Un celador con la covid descontrolada
Al este de Madrid, en Torrejón de Ardoz, vive el colombiano de 22 años Santiago. Salió de su país hace dos años por amenazas y persecución. A este joven le cuesta contar sus vivencias. “Son cosas muy complicadas, muy duras. Muchas veces no quieres recordar lo que te pasó”, afirma. A su madre, que trabajaba en una tienda junto a su tía en Pereira (467.269 habitantes, oeste de Colombia), la extorsionaron y la llegaron a secuestrar. Ella, con intención de proteger a su familia, mandó a Santiago al ejército. Pero la situación no mejoró. “Intentamos hacer vida allá pero fue imposible”, afirma. Se vieron forzados a cambiar de domicilio y en última instancia abandonaron el país.
Acogido por la ONG Cesal, Santiago se formó como técnico de Atención Sociosanitaria. Trabajó en una residencia de mayores a finales de 2019 y cuando estalló la pandemia se postuló para acceder al hospital de Torrejón como celador. Cubrió una baja en abril de 2020. De sobra es conocido lo que vivió este joven y el resto de sanitarios esos días. “Me llenaba de alegría cuando veía a enfermos que se recuperaban”, afirma. “Pero sobre todo me quedo con el día que trabajé en un quirófano donde se estaba practicando una cesárea. Ver nacer a alguien es increíble”, rememora este ciclista aficionado, que desde septiembre del año pasado trabaja a tiempo completo como mozo de almacén en horario de 19 a 3.
Santiago posee el estatus de refugiado y espera seguir formándose en el sector sanitario, una profesión que nunca pensaba que iba a desempeñar y que le encanta. “Aquí me siento más seguro. Estoy libre, estoy más contento”, asegura. Su abuela, su madre y otros familiares viven cerca. No es su casa pero se le parece.
Homologación títulos académicos
La súbita huida de muchos desplazados les impide reunir documentación y expedientes que acrediten su formación. A sanitarios con experiencia en sus países de origen les cuesta probar que están capacitados. La Unesco ha impulsado iniciativas para facilitar estos trámites pero en España aún hay procesos de homologación de títulos complejos.
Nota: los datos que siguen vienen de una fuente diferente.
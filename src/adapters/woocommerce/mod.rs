//! WooCommerce store integration
//!
//! Orders, products and coupons are read through the WooCommerce REST API;
//! the purchase-data sent-marker and order notes are written back to it.

pub mod client;
pub mod models;
pub mod store;

pub use client::WooCommerceClient;
pub use store::{ListedOrder, OrderStore, UnreadableOrder};
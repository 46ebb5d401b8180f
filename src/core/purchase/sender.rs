//! Purchase sender
//!
//! Loads an order, sends its purchase to Kit, then writes the sent-marker and
//! an order note back to the store. The sent-marker is checked first, so an
//! order is never sent twice even when it is still queued.

use super::payload::build_purchase;
use super::{OrderSender, SendOutcome};
use crate::adapters::kit::KitApi;
use crate::adapters::woocommerce::OrderStore;
use crate::domain::ids::OrderId;
use crate::domain::order::{Order, SentMarker};
use crate::domain::Result;
use async_trait::async_trait;
use std::sync::Arc;

/// Sends purchase data for store orders
pub struct PurchaseSender {
    store: Arc<dyn OrderStore>,
    kit: Arc<dyn KitApi>,
    dry_run: bool,
}

impl PurchaseSender {
    pub fn new(store: Arc<dyn OrderStore>, kit: Arc<dyn KitApi>) -> Self {
        Self {
            store,
            kit,
            dry_run: false,
        }
    }

    /// Build purchases without sending them
    pub fn dry_run(mut self, dry_run: bool) -> Self {
        self.dry_run = dry_run;
        self
    }

    /// Sends an already loaded order
    ///
    /// # Errors
    ///
    /// Returns an error if the order has no email, Kit rejects the purchase,
    /// or the sent-marker cannot be saved. A failing order note is only
    /// logged.
    pub async fn send_order(&self, order: &Order) -> Result<SendOutcome> {
        if let Some(marker) = &order.sent_marker {
            tracing::debug!(order_id = %order.id, "Order already sent, skipping");
            return Ok(SendOutcome::AlreadySent {
                purchase_id: marker.purchase_id,
            });
        }

        let purchase = build_purchase(order)?;

        if self.dry_run {
            tracing::info!(
                order_id = %order.id,
                products = purchase.products.len(),
                total = purchase.total,
                "Dry run: purchase not sent"
            );
            return Ok(SendOutcome::Simulated);
        }

        let purchase_id = self.kit.create_purchase(&purchase).await?;

        self.store
            .save_sent_marker(&SentMarker::new(order.id, Some(purchase_id)))
            .await?;

        let note = format!("[Kit] Purchase Data sent successfully: ID [{purchase_id}]");
        if let Err(e) = self.store.add_order_note(order.id, &note).await {
            tracing::warn!(order_id = %order.id, error = %e, "Failed to add order note");
        }

        crate::log_order_sent!(order.id, Some(purchase_id.value()));
        Ok(SendOutcome::Sent { purchase_id })
    }
}

#[async_trait]
impl OrderSender for PurchaseSender {
    async fn send(&self, order_id: OrderId) -> Result<SendOutcome> {
        let order = self.store.get_order(order_id).await?;
        self.send_order(&order).await
    }
}
//! Kit (ConvertKit) API integration
//!
//! - [`api::KitApi`] - the operations kitsync needs from Kit
//! - [`client::KitClient`] - the HTTP implementation with one-shot token refresh
//! - [`credentials::Credential`] - OAuth token pair or legacy API key

pub mod api;
pub mod client;
pub mod credentials;
pub mod models;

pub use api::KitApi;
pub use client::KitClient;
pub use credentials::Credential;
pub use models::{Account, PurchaseProduct, PurchaseRequest, SubscriberRequest};
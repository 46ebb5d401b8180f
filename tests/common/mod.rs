//! Shared fixtures: mockito servers standing in for the store and Kit,
//! wired into a coordinator with in-memory state storage

#![allow(dead_code)]

use kitsync::adapters::database::traits::WorkQueue;
use kitsync::adapters::kit::{Credential, KitClient};
use kitsync::adapters::memory::MemoryStorage;
use kitsync::adapters::woocommerce::WooCommerceClient;
use kitsync::config::KitSyncConfig;
use kitsync::core::{SyncCoordinator, SyncServices};
use mockito::{Matcher, Mock, Server, ServerGuard};
use serde_json::{json, Value};
use std::sync::Arc;
use tokio::sync::watch;

pub struct Harness {
    pub store: ServerGuard,
    pub kit: ServerGuard,
    pub queue: Arc<MemoryStorage>,
    /// Mocks are removed from their server when dropped
    mocks: Vec<Mock>,
    shutdown: watch::Sender<bool>,
    pub coordinator: SyncCoordinator,
}

pub fn config(store_url: &str, kit_url: &str, dry_run: bool) -> KitSyncConfig {
    let mut config: KitSyncConfig = toml::from_str(&format!(
        r#"
        database_target = "memory"

        [kit]
        base_url = "{kit_url}"
        auth_type = "api_key"
        api_key = "key"

        [store]
        base_url = "{store_url}"
        consumer_key = "ck"
        consumer_secret = "cs"

        [sync]
        batch_size = 2
        "#
    ))
    .unwrap();
    config.application.dry_run = dry_run;
    config
}

pub async fn harness(dry_run: bool) -> Harness {
    let store = Server::new_async().await;
    let kit = Server::new_async().await;
    let config = config(&store.url(), &kit.url(), dry_run);

    let queue = Arc::new(MemoryStorage::new());
    let credential = Credential::from_config(&config.kit).unwrap();
    let services = SyncServices {
        store: Arc::new(WooCommerceClient::new(&config.store).unwrap()),
        kit: Arc::new(KitClient::new(&config.kit, credential, &store.url()).unwrap()),
        storage: queue.clone(),
        queue: queue.clone(),
    };

    let (tx, rx) = watch::channel(false);
    Harness {
        store,
        kit,
        queue,
        mocks: Vec::new(),
        shutdown: tx,
        coordinator: SyncCoordinator::new(config, services, rx),
    }
}

pub fn order_json(id: u64, sent: bool) -> Value {
    let meta = if sent {
        json!([{"key": "ckwc_purchase_data_sent", "value": "yes"}])
    } else {
        json!([])
    };
    json!({
        "id": id,
        "status": "processing",
        "currency": "USD",
        "date_created_gmt": "2025-02-14T08:30:00",
        "billing": {
            "first_name": "Grace",
            "last_name": "Hopper",
            "email": format!("buyer{id}@example.com")
        },
        "line_items": [{
            "id": id * 10,
            "name": "Compiler",
            "product_id": 7,
            "quantity": 1,
            "subtotal": "40.00",
            "price": 40
        }],
        "total_tax": "0.00",
        "shipping_total": "0.00",
        "discount_total": "0.00",
        "total": "40.00",
        "meta_data": meta
    })
}

impl Harness {
    /// Serves a store holding `orders` as (id, sent) pairs
    pub async fn store_orders(&mut self, orders: &[(u64, bool)]) {
        let page: Vec<Value> = orders.iter().map(|(id, sent)| order_json(*id, *sent)).collect();
        self.store_listing(page).await;

        for (id, sent) in orders {
            let order = self
                .store
                .mock("GET", format!("/wp-json/wc/v3/orders/{id}").as_str())
                .with_status(200)
                .with_body(order_json(*id, *sent).to_string())
                .create_async()
                .await;
            let note = self
                .store
                .mock("POST", format!("/wp-json/wc/v3/orders/{id}/notes").as_str())
                .with_status(201)
                .with_body(r#"{"id": 1}"#)
                .create_async()
                .await;
            self.mocks.push(order);
            self.mocks.push(note);
        }
    }

    /// Serves the order count and a single listing page of raw order bodies
    pub async fn store_listing(&mut self, page: Vec<Value>) {
        let count = self
            .store
            .mock("GET", "/wp-json/wc/v3/orders")
            .match_query(Matcher::UrlEncoded("per_page".into(), "1".into()))
            .with_status(200)
            .with_header("X-WP-Total", &page.len().to_string())
            .with_body("[]")
            .create_async()
            .await;
        self.mocks.push(count);

        let list = self
            .store
            .mock("GET", "/wp-json/wc/v3/orders")
            .match_query(Matcher::AllOf(vec![
                Matcher::UrlEncoded("offset".into(), "0".into()),
                Matcher::UrlEncoded("per_page".into(), "100".into()),
            ]))
            .with_status(200)
            .with_body(Value::Array(page).to_string())
            .create_async()
            .await;
        self.mocks.push(list);
    }

    /// Expects exactly `hits` sent-marker writes for `order_id`
    pub async fn expect_marker(&mut self, order_id: u64, purchase_id: u64, hits: usize) -> Mock {
        self.store
            .mock("PUT", format!("/wp-json/wc/v3/orders/{order_id}").as_str())
            .match_body(Matcher::PartialJson(json!({
                "meta_data": [
                    {"key": "ckwc_purchase_data_sent", "value": "yes"},
                    {"key": "ckwc_purchase_data_id", "value": purchase_id.to_string()}
                ]
            })))
            .with_status(200)
            .with_body(order_json(order_id, true).to_string())
            .expect(hits)
            .create_async()
            .await
    }

    /// Kit accepts the purchase for `order_id` as `purchase_id`
    pub async fn expect_purchase(&mut self, order_id: u64, purchase_id: u64, hits: usize) -> Mock {
        self.kit
            .mock("POST", "/purchases")
            .match_query(Matcher::Any)
            .match_body(Matcher::PartialJson(json!({
                "transaction_id": order_id.to_string(),
                "email_address": format!("buyer{order_id}@example.com"),
                "status": "paid"
            })))
            .with_status(201)
            .with_body(json!({"purchase": {"id": purchase_id}}).to_string())
            .expect(hits)
            .create_async()
            .await
    }

    /// Raises the shutdown signal seen by the coordinator
    pub fn request_shutdown(&self) {
        self.shutdown.send_replace(true);
    }

    pub async fn queued(&self) -> Vec<u64> {
        self.queue
            .list()
            .await
            .unwrap()
            .into_iter()
            .map(|id| id.value())
            .collect()
    }
}
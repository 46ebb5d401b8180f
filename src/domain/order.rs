//! Order domain model
//!
//! A store order as kitsync sees it: the customer, the purchased line items,
//! the money totals and the purchase-data sent-marker.

use super::ids::{OrderId, ProductId, PurchaseId};
use chrono::{DateTime, Utc};
use serde::{Deserialize, Serialize};

/// Records that an order's purchase data reached Kit
///
/// Persisted with the order itself, so it survives work-queue rebuilds and is
/// the idempotency guard against sending the same order twice.
#[derive(Debug, Clone, PartialEq, Eq, Serialize, Deserialize)]
pub struct SentMarker {
    /// Order the marker belongs to
    pub order_id: OrderId,

    /// Kit purchase id, when the API returned one
    pub purchase_id: Option<PurchaseId>,
}

impl SentMarker {
    /// Creates a marker for a successful send
    pub fn new(order_id: OrderId, purchase_id: Option<PurchaseId>) -> Self {
        Self {
            order_id,
            purchase_id,
        }
    }
}

/// Customer details taken from the order's billing data
#[derive(Debug, Clone, Default, PartialEq, Serialize, Deserialize)]
pub struct Customer {
    pub first_name: String,
    pub last_name: String,
    pub email: Option<String>,
    pub phone: Option<String>,
}

impl Customer {
    /// First and last name joined with a space, skipping blanks
    pub fn full_name(&self) -> String {
        [self.first_name.trim(), self.last_name.trim()]
            .iter()
            .filter(|part| !part.is_empty())
            .copied()
            .collect::<Vec<_>>()
            .join(" ")
    }
}

/// A purchased line of an order
#[derive(Debug, Clone, PartialEq, Serialize, Deserialize)]
pub struct LineItem {
    /// Line item id, unique within the store
    pub id: u64,

    /// Product the line refers to; deleted products have none
    pub product_id: Option<ProductId>,

    pub name: String,
    pub sku: Option<String>,
    pub quantity: u32,
    pub unit_price: f64,

    /// Line subtotal before discounts
    pub subtotal: f64,
}

/// Money totals of an order, in the order currency
#[derive(Debug, Clone, Default, PartialEq, Serialize, Deserialize)]
pub struct OrderTotals {
    pub tax: f64,
    pub shipping: f64,
    pub discount: f64,
    pub total: f64,
}

/// A WooCommerce order
///
/// # Examples
///
/// ```
/// use kitsync::domain::order::{Customer, OrderBuilder};
/// use kitsync::domain::ids::OrderId;
/// use chrono::Utc;
///
/// let order = OrderBuilder::new(OrderId::new(1042).unwrap())
///     .status("processing")
///     .created_at(Utc::now())
///     .customer(Customer {
///         first_name: "Ada".to_string(),
///         email: Some("ada@example.com".to_string()),
///         ..Default::default()
///     })
///     .build()
///     .unwrap();
///
/// assert!(!order.is_sent());
/// assert_eq!(order.email(), Some("ada@example.com"));
/// ```
#[derive(Debug, Clone, PartialEq, Serialize, Deserialize)]
pub struct Order {
    pub id: OrderId,
    pub status: String,
    pub currency: String,
    pub created_at: DateTime<Utc>,
    pub customer: Customer,
    pub billing_address: Option<String>,
    pub shipping_address: Option<String>,
    pub payment_method: Option<String>,
    pub customer_note: Option<String>,
    pub line_items: Vec<LineItem>,
    pub coupon_codes: Vec<String>,
    pub totals: OrderTotals,

    /// Customer's answer to the opt-in checkbox, if it was shown
    pub opted_in: Option<bool>,

    /// Present once purchase data was sent
    pub sent_marker: Option<SentMarker>,
}

impl Order {
    /// Whether purchase data was already sent for this order
    pub fn is_sent(&self) -> bool {
        self.sent_marker.is_some()
    }

    /// Billing email, ignoring blank values
    pub fn email(&self) -> Option<&str> {
        self.customer
            .email
            .as_deref()
            .map(str::trim)
            .filter(|e| !e.is_empty())
    }

    /// Sum of line subtotals
    pub fn subtotal(&self) -> f64 {
        self.line_items.iter().map(|item| item.subtotal).sum()
    }
}

/// Builder for constructing Order instances
#[derive(Debug)]
pub struct OrderBuilder {
    id: OrderId,
    status: Option<String>,
    currency: String,
    created_at: Option<DateTime<Utc>>,
    customer: Customer,
    billing_address: Option<String>,
    shipping_address: Option<String>,
    payment_method: Option<String>,
    customer_note: Option<String>,
    line_items: Vec<LineItem>,
    coupon_codes: Vec<String>,
    totals: OrderTotals,
    opted_in: Option<bool>,
    sent_marker: Option<SentMarker>,
}

impl OrderBuilder {
    /// Creates a new OrderBuilder
    pub fn new(id: OrderId) -> Self {
        Self {
            id,
            status: None,
            currency: "USD".to_string(),
            created_at: None,
            customer: Customer::default(),
            billing_address: None,
            shipping_address: None,
            payment_method: None,
            customer_note: None,
            line_items: Vec::new(),
            coupon_codes: Vec::new(),
            totals: OrderTotals::default(),
            opted_in: None,
            sent_marker: None,
        }
    }

    pub fn status(mut self, status: impl Into<String>) -> Self {
        self.status = Some(status.into());
        self
    }

    pub fn currency(mut self, currency: impl Into<String>) -> Self {
        self.currency = currency.into();
        self
    }

    pub fn created_at(mut self, created_at: DateTime<Utc>) -> Self {
        self.created_at = Some(created_at);
        self
    }

    pub fn customer(mut self, customer: Customer) -> Self {
        self.customer = customer;
        self
    }

    pub fn billing_address(mut self, address: impl Into<String>) -> Self {
        self.billing_address = Some(address.into());
        self
    }

    pub fn shipping_address(mut self, address: impl Into<String>) -> Self {
        self.shipping_address = Some(address.into());
        self
    }

    pub fn payment_method(mut self, method: impl Into<String>) -> Self {
        self.payment_method = Some(method.into());
        self
    }

    pub fn customer_note(mut self, note: impl Into<String>) -> Self {
        self.customer_note = Some(note.into());
        self
    }

    pub fn line_item(mut self, item: LineItem) -> Self {
        self.line_items.push(item);
        self
    }

    pub fn coupon_code(mut self, code: impl Into<String>) -> Self {
        self.coupon_codes.push(code.into());
        self
    }

    pub fn totals(mut self, totals: OrderTotals) -> Self {
        self.totals = totals;
        self
    }

    pub fn opted_in(mut self, opted_in: bool) -> Self {
        self.opted_in = Some(opted_in);
        self
    }

    pub fn sent_marker(mut self, marker: SentMarker) -> Self {
        self.sent_marker = Some(marker);
        self
    }

    /// Builds the Order
    ///
    /// # Errors
    ///
    /// Returns an error if the status or creation time is missing, or if the
    /// sent-marker belongs to a different order
    pub fn build(self) -> Result<Order, String> {
        if let Some(marker) = &self.sent_marker {
            if marker.order_id != self.id {
                return Err(format!(
                    "sent marker for order #{} attached to order #{}",
                    marker.order_id, self.id
                ));
            }
        }

        Ok(Order {
            id: self.id,
            status: self.status.ok_or("status is required")?,
            currency: self.currency,
            created_at: self.created_at.ok_or("created_at is required")?,
            customer: self.customer,
            billing_address: self.billing_address,
            shipping_address: self.shipping_address,
            payment_method: self.payment_method,
            customer_note: self.customer_note,
            line_items: self.line_items,
            coupon_codes: self.coupon_codes,
            totals: self.totals,
            opted_in: self.opted_in,
            sent_marker: self.sent_marker,
        })
    }
}

#[cfg(test)]
mod tests {
    use super::*;

    fn order_id(id: u64) -> OrderId {
        OrderId::new(id).unwrap()
    }

    fn line(id: u64, subtotal: f64) -> LineItem {
        LineItem {
            id,
            product_id: ProductId::new(id * 10).ok(),
            name: format!("Product {id}"),
            sku: None,
            quantity: 1,
            unit_price: subtotal,
            subtotal,
        }
    }

    #[test]
    fn test_builder_requires_status() {
        let result = OrderBuilder::new(order_id(1)).created_at(Utc::now()).build();
        assert_eq!(result.unwrap_err(), "status is required");
    }

    #[test]
    fn test_builder_rejects_foreign_marker() {
        let result = OrderBuilder::new(order_id(1))
            .status("completed")
            .created_at(Utc::now())
            .sent_marker(SentMarker::new(order_id(2), None))
            .build();
        assert!(result.is_err());
    }

    #[test]
    fn test_subtotal_sums_line_items() {
        let order = OrderBuilder::new(order_id(5))
            .status("completed")
            .created_at(Utc::now())
            .line_item(line(1, 10.0))
            .line_item(line(2, 2.5))
            .build()
            .unwrap();

        assert!((order.subtotal() - 12.5).abs() < f64::EPSILON);
    }

    #[test]
    fn test_blank_email_is_none() {
        let order = OrderBuilder::new(order_id(5))
            .status("completed")
            .created_at(Utc::now())
            .customer(Customer {
                email: Some("   ".to_string()),
                ..Default::default()
            })
            .build()
            .unwrap();

        assert_eq!(order.email(), None);
    }

    #[test]
    fn test_full_name_skips_blanks() {
        let customer = Customer {
            first_name: "Ada".to_string(),
            last_name: " ".to_string(),
            ..Default::default()
        };
        assert_eq!(customer.full_name(), "Ada");

        let customer = Customer {
            first_name: "Ada".to_string(),
            last_name: "Lovelace".to_string(),
            ..Default::default()
        };
        assert_eq!(customer.full_name(), "Ada Lovelace");
    }

    #[test]
    fn test_full_name_of_generated_customers() {
        use fake::faker::internet::en::SafeEmail;
        use fake::faker::name::en::{FirstName, LastName};
        use fake::Fake;

        for _ in 0..20 {
            let customer = Customer {
                first_name: FirstName().fake(),
                last_name: LastName().fake(),
                email: Some(SafeEmail().fake()),
                phone: None,
            };
            assert_eq!(
                customer.full_name(),
                format!("{} {}", customer.first_name.trim(), customer.last_name.trim())
            );
        }
    }
}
María Zabala, la responsable del Área de Acogida y Soluciones Duraderas de Acnur, comenta: “Muchos refugiados huyen por ser perseguidos y no pueden ponerse en contacto con las autoridades de su país, por lo que les cuesta más reunir la documentación acreditativa de sus estudios o simplemente no pueden”. Y añade: “Hay personas que llevan 20 años ejerciendo su profesión y no pueden demostrarlo cuando llegan a un país nuevo”.
En este último año en el que ha habido carestía de trabajadores del sector sociosanitario se han acelerado algunos trámites de homologación. “El impacto no ha sido masivo. Se requiere mucho tiempo para llevar a cabo las validaciones. Habría que desarrollar mecanismos alternativos para facilitar la homologación y confirmar las competencias de los refugiados que no pueden aportar documentación acreditativa”, afirma.